Without further comment, state how many lines in the listing below contain the word "CheckResult".
+ + + + +
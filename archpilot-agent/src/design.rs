use crate::agent::{CheckReport, CheckResult, GenerationAgent, ProposeInput};
use crate::parse::parse_reply;
use archpilot_core::{
    Artifact, ArtifactKind, ArtifactPayload, DesignCandidate, Inference, InferenceRequest, Result,
    TEMPLATE_DESIGN,
};
use async_trait::async_trait;
use std::sync::Arc;

/// Renders prior design artifacts into a prompt-ready JSON array, keeping the
/// artifact version visible so replies can reference designs by identity.
pub(crate) fn designs_prompt_json(designs: &[&Artifact]) -> Result<String> {
    let entries: Vec<serde_json::Value> = designs
        .iter()
        .filter_map(|a| {
            a.payload.as_design().map(|d| {
                serde_json::json!({
                    "version": a.version,
                    "design": d,
                })
            })
        })
        .collect();
    Ok(serde_json::to_string_pretty(&entries)?)
}

/// Produces one structurally distinct architecture candidate per invocation.
pub struct DesignAgent {
    inference: Arc<dyn Inference>,
}

impl DesignAgent {
    pub fn new(inference: Arc<dyn Inference>) -> Self {
        Self { inference }
    }
}

#[async_trait]
impl GenerationAgent for DesignAgent {
    fn name(&self) -> &str {
        "design_agent"
    }

    fn kind(&self) -> ArtifactKind {
        ArtifactKind::Design
    }

    async fn propose(&self, input: &ProposeInput) -> Result<ArtifactPayload> {
        let mut request = InferenceRequest::new(TEMPLATE_DESIGN)
            .with_variable("requirements", &input.requirements)
            .with_temperature(0.7);
        if !input.context.is_empty() {
            request = request.with_variable("context", input.context.to_prompt_block());
        }
        let priors = input.prior_designs();
        if !priors.is_empty() {
            request = request.with_variable("priors", designs_prompt_json(&priors)?);
        }
        if let Some(critique) = &input.critique {
            request = request.with_variable("critique", critique.to_prompt_text());
        }

        let reply = self.inference.generate(request).await?;
        let candidate: DesignCandidate = parse_reply(&reply)?;
        Ok(ArtifactPayload::Design(candidate))
    }

    fn evaluate(&self, candidate: &ArtifactPayload, input: &ProposeInput) -> CheckReport {
        let mut report = CheckReport::default();
        let Some(design) = candidate.as_design() else {
            report.push(CheckResult::fail("payload_kind", "candidate is not a design"));
            return report;
        };

        for (name, services, noun) in [
            ("compute_service", &design.compute_services, "compute"),
            ("storage_service", &design.storage_services, "storage"),
            ("networking_service", &design.networking_services, "networking"),
        ] {
            if services.is_empty() {
                report.push(CheckResult::fail(name, format!("no {noun} service declared")));
            } else {
                report.push(CheckResult::pass(name));
            }
        }

        let service_set = design.service_set();
        let duplicate = input.prior_designs().into_iter().find(|prior| {
            prior.payload.as_design().is_some_and(|d| d.service_set() == service_set)
        });
        match duplicate {
            Some(prior) => report.push(CheckResult::fail(
                "distinct_from_priors",
                format!("service mix duplicates design version {}", prior.version),
            )),
            None => report.push(CheckResult::pass("distinct_from_priors")),
        }

        report
    }
}

#[cfg(test)]
mod tests {
    use super::*;
    use archpilot_model::ScriptedInference;

    fn design(name: &str, compute: &[&str], storage: &[&str], networking: &[&str]) -> DesignCandidate {
        DesignCandidate {
            name: name.into(),
            description: "test".into(),
            compute_services: compute.iter().map(|s| s.to_string()).collect(),
            storage_services: storage.iter().map(|s| s.to_string()).collect(),
            database_services: vec![],
            networking_services: networking.iter().map(|s| s.to_string()).collect(),
            security_services: vec![],
            monitoring_services: vec![],
            other_services: vec![],
            data_flow: String::new(),
            estimated_monthly_cost: String::new(),
            pros: vec![],
            cons: vec![],
        }
    }

    #[tokio::test]
    async fn test_propose_parses_fenced_reply() {
        let reply = format!(
            "```json\n{}\n```",
            serde_json::to_string(&design("Balanced", &["Lambda"], &["S3"], &["API Gateway"]))
                .unwrap()
        );
        let inference = Arc::new(ScriptedInference::new("mock").with_reply(TEMPLATE_DESIGN, reply));
        let agent = DesignAgent::new(inference);

        let payload = agent.propose(&ProposeInput::new("stateless web API")).await.unwrap();
        assert_eq!(payload.as_design().unwrap().name, "Balanced");
    }

    #[test]
    fn test_evaluate_requires_core_layers() {
        let agent = DesignAgent::new(Arc::new(ScriptedInference::new("mock")));
        let candidate = ArtifactPayload::Design(design("Thin", &["EC2"], &[], &[]));
        let report = agent.evaluate(&candidate, &ProposeInput::new("req"));
        assert!(!report.all_passed());
        let failed: Vec<_> = report.failed().map(|r| r.name.as_str()).collect();
        assert_eq!(failed, vec!["storage_service", "networking_service"]);
    }

    #[test]
    fn test_evaluate_rejects_duplicate_service_mix() {
        let agent = DesignAgent::new(Arc::new(ScriptedInference::new("mock")));
        let existing = design("First", &["Lambda"], &["S3"], &["ALB"]);
        let prior = Artifact::new(1, "design_agent", ArtifactPayload::Design(existing.clone()));

        let candidate = ArtifactPayload::Design(design("Second", &["Lambda"], &["S3"], &["ALB"]));
        let input = ProposeInput::new("req").with_priors(vec![prior]);
        let report = agent.evaluate(&candidate, &input);
        assert!(report.failed().any(|r| r.name == "distinct_from_priors"));

        let candidate = ArtifactPayload::Design(design("Third", &["ECS"], &["EFS"], &["NLB"]));
        let report = agent.evaluate(&candidate, &input);
        assert!(report.all_passed());
    }
}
+ + + + +
#### Task response:
6